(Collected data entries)
* * *
//! Product storage.
//!
//! The orchestrator talks to storage through two object-safe traits:
//!
//! - [`ProductRepository`]: entry point; opens transactions and runs the
//!   single-statement operations (list, delete).
//! - [`ProductTransaction`]: an open write transaction. Dropping it without
//!   calling `commit` discards everything it wrote.
//!
//! Implementations: [`postgres::PostgresProductRepository`] (sqlx) and
//! [`in_memory::InMemoryProductRepository`] (tests/dev).

use async_trait::async_trait;

use catalog_core::{CatalogResult, NewProduct, Pagination, Product, ProductId, ProductPage};

pub mod in_memory;
pub mod postgres;

pub use in_memory::InMemoryProductRepository;
pub use postgres::PostgresProductRepository;

/// Message carried by `Conflict` when `(name, vendor)` already exists.
pub const DUPLICATE_PRODUCT: &str = "product already exists";
/// Resource name carried by `NotFound`.
pub const PRODUCT_RESOURCE: &str = "product";

#[async_trait]
pub trait ProductRepository: Send + Sync {
    async fn begin(&self) -> CatalogResult<Box<dyn ProductTransaction>>;

    /// One page ordered newest first, plus the total row count.
    async fn list(&self, page: Pagination) -> CatalogResult<ProductPage>;

    /// Remove one product; `NotFound` when nothing was removed.
    async fn delete(&self, id: ProductId) -> CatalogResult<()>;

    /// Insert and commit in one step.
    async fn create(&self, input: NewProduct) -> CatalogResult<Product> {
        let mut tx = self.begin().await?;
        let product = tx.insert(&input).await?;
        tx.commit().await?;
        Ok(product)
    }
}

#[async_trait]
pub trait ProductTransaction: Send {
    /// Insert a product; `Conflict` on a duplicate `(name, vendor)`.
    async fn insert(&mut self, input: &NewProduct) -> CatalogResult<Product>;

    /// Make the writes durable. On failure the transaction is rolled back.
    async fn commit(self: Box<Self>) -> CatalogResult<()>;

    async fn rollback(self: Box<Self>) -> CatalogResult<()>;
}
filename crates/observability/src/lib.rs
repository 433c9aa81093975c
//! Logging and in-process counters shared by both services.

/// Initialize process-wide logging.
///
/// This is safe to call multiple times; subsequent calls become no-ops.
pub fn init() {
    tracing::init();
}

/// Tracing subscriber setup (filters, JSON output).
pub mod tracing;

/// Product lifecycle counters.
pub mod metrics;

pub use metrics::ProductMetrics;
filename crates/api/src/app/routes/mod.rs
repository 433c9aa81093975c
pub mod products;
pub mod system;
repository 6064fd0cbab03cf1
//! Leader election on a coordination.k8s.io/v1 Lease
//!
//! Only the leader runs the DataExport controller, so two replicas never
//! race on the same worker job. Every write carries the resourceVersion
//! that was read, making acquire, renew and takeover compare-and-swap
//! operations: a concurrent writer gets a 409 and backs off.

use std::time::Duration;

use chrono::{DateTime, Utc};
use k8s_openapi::api::coordination::v1::{Lease, LeaseSpec};
use k8s_openapi::apimachinery::pkg::apis::meta::v1::{MicroTime, ObjectMeta};
use kube::api::{Api, PostParams};
use kube::Client;
use thiserror::Error;
use tokio::sync::oneshot;
use tokio::task::JoinHandle;
use tracing::{debug, info, warn};

use crate::kube_utils::is_not_found;

/// Default Lease name
pub const LEADER_LEASE_NAME: &str = "kdmp-operator-leader";

const LEASE_DURATION: Duration = Duration::from_secs(30);
const RENEW_INTERVAL: Duration = Duration::from_secs(10);
const RETRY_INTERVAL: Duration = Duration::from_secs(5);

#[derive(Debug, Error)]
pub enum LeaderElectionError {
    #[error("kubernetes API error: {0}")]
    Kube(#[from] kube::Error),

    #[error("lease {0} has no resourceVersion")]
    MissingResourceVersion(String),
}

/// What to do with the lease as last read
#[derive(Debug, Clone, PartialEq, Eq)]
pub enum LeaseDecision {
    /// No lease exists yet
    Create,
    /// We hold it; refresh renewTime
    Renew,
    /// Holder let it expire; take it over
    TakeOver { transitions: i32 },
    /// Someone else holds a live lease
    Wait,
}

/// Decide how to act on `lease` as `identity` at `now`
pub fn decide(lease: Option<&Lease>, identity: &str, now: DateTime<Utc>) -> LeaseDecision {
    let Some(lease) = lease else {
        return LeaseDecision::Create;
    };
    let spec = lease.spec.as_ref();

    if spec.and_then(|s| s.holder_identity.as_deref()) == Some(identity) {
        return LeaseDecision::Renew;
    }

    let renew_time = spec.and_then(|s| s.renew_time.as_ref());
    let duration = spec.and_then(|s| s.lease_duration_seconds);
    let expired = match (renew_time, duration) {
        (Some(rt), Some(secs)) => now > rt.0 + chrono::Duration::seconds(i64::from(secs)),
        _ => true,
    };

    if expired {
        LeaseDecision::TakeOver {
            transitions: spec.and_then(|s| s.lease_transitions).unwrap_or(0) + 1,
        }
    } else {
        LeaseDecision::Wait
    }
}

pub struct LeaderElector {
    client: Client,
    lease_name: String,
    namespace: String,
    identity: String,
    lease_duration: Duration,
    renew_interval: Duration,
    retry_interval: Duration,
}

impl LeaderElector {
    /// 30s lease, renewed every 10s, acquisition retried every 5s
    pub fn new(client: Client, lease_name: &str, namespace: &str, identity: &str) -> Self {
        Self {
            client,
            lease_name: lease_name.to_string(),
            namespace: namespace.to_string(),
            identity: identity.to_string(),
            lease_duration: LEASE_DURATION,
            renew_interval: RENEW_INTERVAL,
            retry_interval: RETRY_INTERVAL,
        }
    }

    /// Block until the lease is ours
    pub async fn acquire(self) -> LeaderGuard {
        info!(identity = %self.identity, lease = %self.lease_name, "waiting for leadership");

        loop {
            match self.try_acquire_or_renew().await {
                Ok(true) => {
                    info!(identity = %self.identity, "leadership acquired");
                    return self.into_guard();
                }
                Ok(false) => {
                    debug!(identity = %self.identity, "lease held elsewhere");
                }
                Err(e) => {
                    warn!(identity = %self.identity, error = %e, "failed to acquire lease");
                }
            }
            tokio::time::sleep(self.retry_interval).await;
        }
    }

    fn into_guard(self) -> LeaderGuard {
        let (lost_tx, lost_rx) = oneshot::channel();
        let renewal_task = tokio::spawn(async move {
            self.renewal_loop(lost_tx).await;
        });
        LeaderGuard {
            renewal_task,
            lost_rx: Some(lost_rx),
        }
    }

    async fn renewal_loop(self, lost_tx: oneshot::Sender<()>) {
        let mut interval = tokio::time::interval(self.renew_interval);
        // the first tick fires immediately; we just acquired
        interval.tick().await;
        let mut last_success = tokio::time::Instant::now();

        loop {
            interval.tick().await;
            match self.try_acquire_or_renew().await {
                Ok(true) => last_success = tokio::time::Instant::now(),
                Ok(false) => {
                    warn!(identity = %self.identity, "lease taken by another holder");
                    break;
                }
                Err(e) => {
                    warn!(identity = %self.identity, error = %e, "lease renewal failed");
                    if last_success.elapsed() >= self.lease_duration {
                        warn!(identity = %self.identity, "lease expired while renewals failed");
                        break;
                    }
                }
            }
        }

        let _ = lost_tx.send(());
    }

    async fn try_acquire_or_renew(&self) -> Result<bool, LeaderElectionError> {
        let api: Api<Lease> = Api::namespaced(self.client.clone(), &self.namespace);
        let now = Utc::now();

        let existing = match api.get(&self.lease_name).await {
            Ok(lease) => Some(lease),
            Err(e) if is_not_found(&e) => None,
            Err(e) => return Err(e.into()),
        };

        match decide(existing.as_ref(), &self.identity, now) {
            LeaseDecision::Wait => Ok(false),
            LeaseDecision::Create => {
                let lease = self.lease(None, now, 0);
                self.write(api.create(&PostParams::default(), &lease).await)
            }
            LeaseDecision::Renew => {
                let mut lease = existing.unwrap_or_default();
                if lease.metadata.resource_version.is_none() {
                    return Err(LeaderElectionError::MissingResourceVersion(
                        self.lease_name.clone(),
                    ));
                }
                if let Some(spec) = lease.spec.as_mut() {
                    spec.renew_time = Some(MicroTime(now));
                }
                self.write(
                    api.replace(&self.lease_name, &PostParams::default(), &lease)
                        .await,
                )
            }
            LeaseDecision::TakeOver { transitions } => {
                let rv = existing
                    .and_then(|l| l.metadata.resource_version)
                    .ok_or_else(|| {
                        LeaderElectionError::MissingResourceVersion(self.lease_name.clone())
                    })?;
                let lease = self.lease(Some(rv), now, transitions);
                info!(identity = %self.identity, transitions, "taking over expired lease");
                self.write(
                    api.replace(&self.lease_name, &PostParams::default(), &lease)
                        .await,
                )
            }
        }
    }

    /// A 409 means someone else won the race
    fn write(&self, result: Result<Lease, kube::Error>) -> Result<bool, LeaderElectionError> {
        match result {
            Ok(_) => Ok(true),
            Err(kube::Error::Api(e)) if e.code == 409 => {
                debug!(identity = %self.identity, "lease write conflict");
                Ok(false)
            }
            Err(e) => Err(e.into()),
        }
    }

    fn lease(&self, resource_version: Option<String>, now: DateTime<Utc>, transitions: i32) -> Lease {
        Lease {
            metadata: ObjectMeta {
                name: Some(self.lease_name.clone()),
                namespace: Some(self.namespace.clone()),
                resource_version,
                ..Default::default()
            },
            spec: Some(LeaseSpec {
                holder_identity: Some(self.identity.clone()),
                lease_duration_seconds: Some(self.lease_duration.as_secs() as i32),
                acquire_time: Some(MicroTime(now)),
                renew_time: Some(MicroTime(now)),
                lease_transitions: Some(transitions),
                ..Default::default()
            }),
        }
    }
}

/// Held while we are leader; renewal runs in the background
pub struct LeaderGuard {
    renewal_task: JoinHandle<()>,
    lost_rx: Option<oneshot::Receiver<()>>,
}

impl LeaderGuard {
    /// Resolves when leadership is lost
    pub async fn lost(&mut self) {
        if let Some(rx) = self.lost_rx.take() {
            let _ = rx.await;
        }
    }
}

impl Drop for LeaderGuard {
    fn drop(&mut self) {
        self.renewal_task.abort();
    }
}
* * *
*Task objective*:
Copy, exactly and only, the lines above that begin with the one containing "let renewal_task = tokio::spawn(async" and finish with the one containing "let mut interval".

*Answer box*:
        let renewal_task = tokio::spawn(async move {
            self.renewal_loop(lost_tx).await;
        });
        LeaderGuard {
            renewal_task,
            lost_rx: Some(lost_rx),
        }
    }

    async fn renewal_loop(self, lost_tx: oneshot::Sender<()>) {
        let mut interval = tokio::time::interval(self.renew_interval);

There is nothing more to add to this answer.